//! Small xorshift generator for cell picks.

/// 32-bit xorshift (13, 17, 5).
///
/// Fast and good enough to defeat casual prediction; not for anything
/// adversarial.
#[derive(Debug, Clone)]
pub struct Xorshift32 {
    state: u32,
}

impl Xorshift32 {
    /// Seeded generator. A zero seed would get stuck at zero, so it is remapped.
    pub fn new(seed: u32) -> Self {
        Self {
            state: if seed == 0 { 0x9E37_79B9 } else { seed },
        }
    }

    /// Seed once from the process entropy source
    pub fn from_entropy() -> Self {
        Self::new(rand::random())
    }

    pub fn next_u32(&mut self) -> u32 {
        let mut x = self.state;
        x ^= x << 13;
        x ^= x >> 17;
        x ^= x << 5;
        self.state = x;
        x
    }

    /// Uniform index in `0..n`; `n` must be non-zero
    pub fn below(&mut self, n: usize) -> usize {
        debug_assert!(n > 0);
        (self.next_u32() as usize) % n.max(1)
    }

    /// Random element of a slice
    pub fn pick<T: Copy>(&mut self, items: &[T]) -> Option<T> {
        if items.is_empty() {
            None
        } else {
            Some(items[self.below(items.len())])
        }
    }
}

#[cfg(test)]
mod tests {
    use super::*;

    #[test]
    fn test_zero_seed_does_not_stick() {
        let mut rng = Xorshift32::new(0);
        assert_ne!(rng.next_u32(), 0);
    }

    #[test]
    fn test_same_seed_same_sequence() {
        let mut a = Xorshift32::new(42);
        let mut b = Xorshift32::new(42);
        for _ in 0..100 {
            assert_eq!(a.next_u32(), b.next_u32());
        }
    }

    #[test]
    fn test_known_first_value() {
        // 1 ^ 1<<13 = 8193; ^ >>17 = 8193; ^ <<5 = 270369
        let mut rng = Xorshift32::new(1);
        assert_eq!(rng.next_u32(), 270_369);
    }

    #[test]
    fn test_below_in_range() {
        let mut rng = Xorshift32::new(7);
        for _ in 0..1_000 {
            assert!(rng.below(6) < 6);
        }
    }

    #[test]
    fn test_pick_empty() {
        let mut rng = Xorshift32::new(7);
        let empty: [i32; 0] = [];
        assert_eq!(rng.pick(&empty), None);
        assert_eq!(rng.pick(&[3]), Some(3));
    }
}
▬▬▬▬▬▬
Identify the lines in the entries above that contain "usize", then copy them out.

**Answer to this exercise**
    pub fn below(&mut self, n: usize) -> usize {
        (self.next_u32() as usize) % n.max(1)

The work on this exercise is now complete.